(Records contained in a dataset)
**********
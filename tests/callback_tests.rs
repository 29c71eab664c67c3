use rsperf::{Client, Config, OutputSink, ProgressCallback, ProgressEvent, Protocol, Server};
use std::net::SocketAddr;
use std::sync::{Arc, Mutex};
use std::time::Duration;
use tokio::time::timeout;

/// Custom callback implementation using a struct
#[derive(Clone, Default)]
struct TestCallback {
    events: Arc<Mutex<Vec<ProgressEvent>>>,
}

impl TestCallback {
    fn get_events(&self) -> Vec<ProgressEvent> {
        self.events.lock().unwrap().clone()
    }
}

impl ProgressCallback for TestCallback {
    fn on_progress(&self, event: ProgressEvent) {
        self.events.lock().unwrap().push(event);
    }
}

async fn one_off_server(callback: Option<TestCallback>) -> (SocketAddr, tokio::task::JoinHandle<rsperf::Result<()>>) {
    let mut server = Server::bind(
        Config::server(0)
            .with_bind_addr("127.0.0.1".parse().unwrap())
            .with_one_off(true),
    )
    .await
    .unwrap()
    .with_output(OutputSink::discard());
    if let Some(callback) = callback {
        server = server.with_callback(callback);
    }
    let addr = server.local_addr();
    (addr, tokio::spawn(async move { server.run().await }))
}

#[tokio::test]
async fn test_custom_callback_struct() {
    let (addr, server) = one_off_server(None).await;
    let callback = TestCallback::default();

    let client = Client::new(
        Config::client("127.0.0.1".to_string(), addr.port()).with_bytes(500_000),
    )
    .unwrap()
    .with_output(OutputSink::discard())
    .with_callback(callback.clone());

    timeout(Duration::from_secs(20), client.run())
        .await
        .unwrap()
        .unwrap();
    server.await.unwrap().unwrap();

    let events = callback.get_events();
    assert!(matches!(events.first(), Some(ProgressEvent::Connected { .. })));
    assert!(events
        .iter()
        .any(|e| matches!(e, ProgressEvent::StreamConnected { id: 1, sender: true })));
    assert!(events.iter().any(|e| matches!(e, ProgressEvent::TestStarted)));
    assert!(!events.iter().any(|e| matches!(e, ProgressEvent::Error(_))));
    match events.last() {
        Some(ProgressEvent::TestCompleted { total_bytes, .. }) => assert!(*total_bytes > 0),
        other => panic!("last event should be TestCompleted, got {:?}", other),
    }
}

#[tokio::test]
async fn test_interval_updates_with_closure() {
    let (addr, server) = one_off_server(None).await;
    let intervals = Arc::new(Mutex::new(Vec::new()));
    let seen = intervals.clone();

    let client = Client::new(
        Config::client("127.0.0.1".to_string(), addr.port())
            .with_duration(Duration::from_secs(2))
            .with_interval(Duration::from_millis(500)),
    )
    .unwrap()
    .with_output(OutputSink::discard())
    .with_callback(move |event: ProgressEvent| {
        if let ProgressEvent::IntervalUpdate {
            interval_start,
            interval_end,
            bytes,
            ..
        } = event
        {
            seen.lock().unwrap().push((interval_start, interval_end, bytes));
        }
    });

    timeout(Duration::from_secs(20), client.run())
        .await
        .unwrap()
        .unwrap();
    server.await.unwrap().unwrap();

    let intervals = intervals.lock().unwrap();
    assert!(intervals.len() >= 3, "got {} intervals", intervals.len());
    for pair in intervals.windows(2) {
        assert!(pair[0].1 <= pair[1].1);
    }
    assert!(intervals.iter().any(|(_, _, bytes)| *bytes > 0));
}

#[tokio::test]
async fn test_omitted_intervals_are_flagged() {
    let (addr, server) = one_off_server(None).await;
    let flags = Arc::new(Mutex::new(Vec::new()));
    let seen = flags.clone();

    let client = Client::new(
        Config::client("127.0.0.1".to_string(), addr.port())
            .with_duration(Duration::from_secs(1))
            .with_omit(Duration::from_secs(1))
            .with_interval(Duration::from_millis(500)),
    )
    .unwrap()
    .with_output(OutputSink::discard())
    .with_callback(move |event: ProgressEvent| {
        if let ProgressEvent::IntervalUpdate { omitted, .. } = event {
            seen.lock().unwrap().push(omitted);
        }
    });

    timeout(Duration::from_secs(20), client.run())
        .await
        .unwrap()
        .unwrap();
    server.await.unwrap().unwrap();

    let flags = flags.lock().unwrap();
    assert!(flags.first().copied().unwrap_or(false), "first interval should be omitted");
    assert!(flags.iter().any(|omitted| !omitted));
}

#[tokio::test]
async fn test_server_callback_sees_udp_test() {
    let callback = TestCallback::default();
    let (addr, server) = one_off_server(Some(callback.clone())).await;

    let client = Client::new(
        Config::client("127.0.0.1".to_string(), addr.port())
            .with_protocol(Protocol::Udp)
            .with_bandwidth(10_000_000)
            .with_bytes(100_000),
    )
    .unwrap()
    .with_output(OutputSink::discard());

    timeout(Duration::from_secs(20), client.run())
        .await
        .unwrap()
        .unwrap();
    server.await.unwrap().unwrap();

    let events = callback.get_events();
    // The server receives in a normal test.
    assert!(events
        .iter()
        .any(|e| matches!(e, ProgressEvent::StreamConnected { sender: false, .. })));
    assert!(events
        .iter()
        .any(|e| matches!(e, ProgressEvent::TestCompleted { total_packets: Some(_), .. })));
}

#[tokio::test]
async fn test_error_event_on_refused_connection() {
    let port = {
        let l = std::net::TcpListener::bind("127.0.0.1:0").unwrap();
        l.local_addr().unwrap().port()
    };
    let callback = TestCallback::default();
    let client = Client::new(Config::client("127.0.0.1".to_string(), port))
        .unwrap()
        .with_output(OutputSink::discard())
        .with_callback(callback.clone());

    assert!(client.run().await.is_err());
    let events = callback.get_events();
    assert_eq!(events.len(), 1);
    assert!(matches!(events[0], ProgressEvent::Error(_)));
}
**********
■ **PROBLEM DETAILS**
Reproduce the data exactly, character for character.

■ **TASK ANSWER**
filename tests/callback_tests.rs
repository 29c71eab664c67c3
use rsperf::{Client, Config, OutputSink, ProgressCallback, ProgressEvent, Protocol, Server};
use std::net::SocketAddr;
use std::sync::{Arc, Mutex};
use std::time::Duration;
use tokio::time::timeout;

/// Custom callback implementation using a struct
#[derive(Clone, Default)]
struct TestCallback {
    events: Arc<Mutex<Vec<ProgressEvent>>>,
}

impl TestCallback {
    fn get_events(&self) -> Vec<ProgressEvent> {
        self.events.lock().unwrap().clone()
    }
}

impl ProgressCallback for TestCallback {
    fn on_progress(&self, event: ProgressEvent) {
        self.events.lock().unwrap().push(event);
    }
}

async fn one_off_server(callback: Option<TestCallback>) -> (SocketAddr, tokio::task::JoinHandle<rsperf::Result<()>>) {
    let mut server = Server::bind(
        Config::server(0)
            .with_bind_addr("127.0.0.1".parse().unwrap())
            .with_one_off(true),
    )
    .await
    .unwrap()
    .with_output(OutputSink::discard());
    if let Some(callback) = callback {
        server = server.with_callback(callback);
    }
    let addr = server.local_addr();
    (addr, tokio::spawn(async move { server.run().await }))
}

#[tokio::test]
async fn test_custom_callback_struct() {
    let (addr, server) = one_off_server(None).await;
    let callback = TestCallback::default();

    let client = Client::new(
        Config::client("127.0.0.1".to_string(), addr.port()).with_bytes(500_000),
    )
    .unwrap()
    .with_output(OutputSink::discard())
    .with_callback(callback.clone());

    timeout(Duration::from_secs(20), client.run())
        .await
        .unwrap()
        .unwrap();
    server.await.unwrap().unwrap();

    let events = callback.get_events();
    assert!(matches!(events.first(), Some(ProgressEvent::Connected { .. })));
    assert!(events
        .iter()
        .any(|e| matches!(e, ProgressEvent::StreamConnected { id: 1, sender: true })));
    assert!(events.iter().any(|e| matches!(e, ProgressEvent::TestStarted)));
    assert!(!events.iter().any(|e| matches!(e, ProgressEvent::Error(_))));
    match events.last() {
        Some(ProgressEvent::TestCompleted { total_bytes, .. }) => assert!(*total_bytes > 0),
        other => panic!("last event should be TestCompleted, got {:?}", other),
    }
}

#[tokio::test]
async fn test_interval_updates_with_closure() {
    let (addr, server) = one_off_server(None).await;
    let intervals = Arc::new(Mutex::new(Vec::new()));
    let seen = intervals.clone();

    let client = Client::new(
        Config::client("127.0.0.1".to_string(), addr.port())
            .with_duration(Duration::from_secs(2))
            .with_interval(Duration::from_millis(500)),
    )
    .unwrap()
    .with_output(OutputSink::discard())
    .with_callback(move |event: ProgressEvent| {
        if let ProgressEvent::IntervalUpdate {
            interval_start,
            interval_end,
            bytes,
            ..
        } = event
        {
            seen.lock().unwrap().push((interval_start, interval_end, bytes));
        }
    });

    timeout(Duration::from_secs(20), client.run())
        .await
        .unwrap()
        .unwrap();
    server.await.unwrap().unwrap();

    let intervals = intervals.lock().unwrap();
    assert!(intervals.len() >= 3, "got {} intervals", intervals.len());
    for pair in intervals.windows(2) {
        assert!(pair[0].1 <= pair[1].1);
    }
    assert!(intervals.iter().any(|(_, _, bytes)| *bytes > 0));
}

#[tokio::test]
async fn test_omitted_intervals_are_flagged() {
    let (addr, server) = one_off_server(None).await;
    let flags = Arc::new(Mutex::new(Vec::new()));
    let seen = flags.clone();

    let client = Client::new(
        Config::client("127.0.0.1".to_string(), addr.port())
            .with_duration(Duration::from_secs(1))
            .with_omit(Duration::from_secs(1))
            .with_interval(Duration::from_millis(500)),
    )
    .unwrap()
    .with_output(OutputSink::discard())
    .with_callback(move |event: ProgressEvent| {
        if let ProgressEvent::IntervalUpdate { omitted, .. } = event {
            seen.lock().unwrap().push(omitted);
        }
    });

    timeout(Duration::from_secs(20), client.run())
        .await
        .unwrap()
        .unwrap();
    server.await.unwrap().unwrap();

    let flags = flags.lock().unwrap();
    assert!(flags.first().copied().unwrap_or(false), "first interval should be omitted");
    assert!(flags.iter().any(|omitted| !omitted));
}

#[tokio::test]
async fn test_server_callback_sees_udp_test() {
    let callback = TestCallback::default();
    let (addr, server) = one_off_server(Some(callback.clone())).await;

    let client = Client::new(
        Config::client("127.0.0.1".to_string(), addr.port())
            .with_protocol(Protocol::Udp)
            .with_bandwidth(10_000_000)
            .with_bytes(100_000),
    )
    .unwrap()
    .with_output(OutputSink::discard());

    timeout(Duration::from_secs(20), client.run())
        .await
        .unwrap()
        .unwrap();
    server.await.unwrap().unwrap();

    let events = callback.get_events();
    // The server receives in a normal test.
    assert!(events
        .iter()
        .any(|e| matches!(e, ProgressEvent::StreamConnected { sender: false, .. })));
    assert!(events
        .iter()
        .any(|e| matches!(e, ProgressEvent::TestCompleted { total_packets: Some(_), .. })));
}

#[tokio::test]
async fn test_error_event_on_refused_connection() {
    let port = {
        let l = std::net::TcpListener::bind("127.0.0.1:0").unwrap();
        l.local_addr().unwrap().port()
    };
    let callback = TestCallback::default();
    let client = Client::new(Config::client("127.0.0.1".to_string(), port))
        .unwrap()
        .with_output(OutputSink::discard())
        .with_callback(callback.clone());

    assert!(client.run().await.is_err());
    let events = callback.get_events();
    assert_eq!(events.len(), 1);
    assert!(matches!(events[0], ProgressEvent::Error(_)));
}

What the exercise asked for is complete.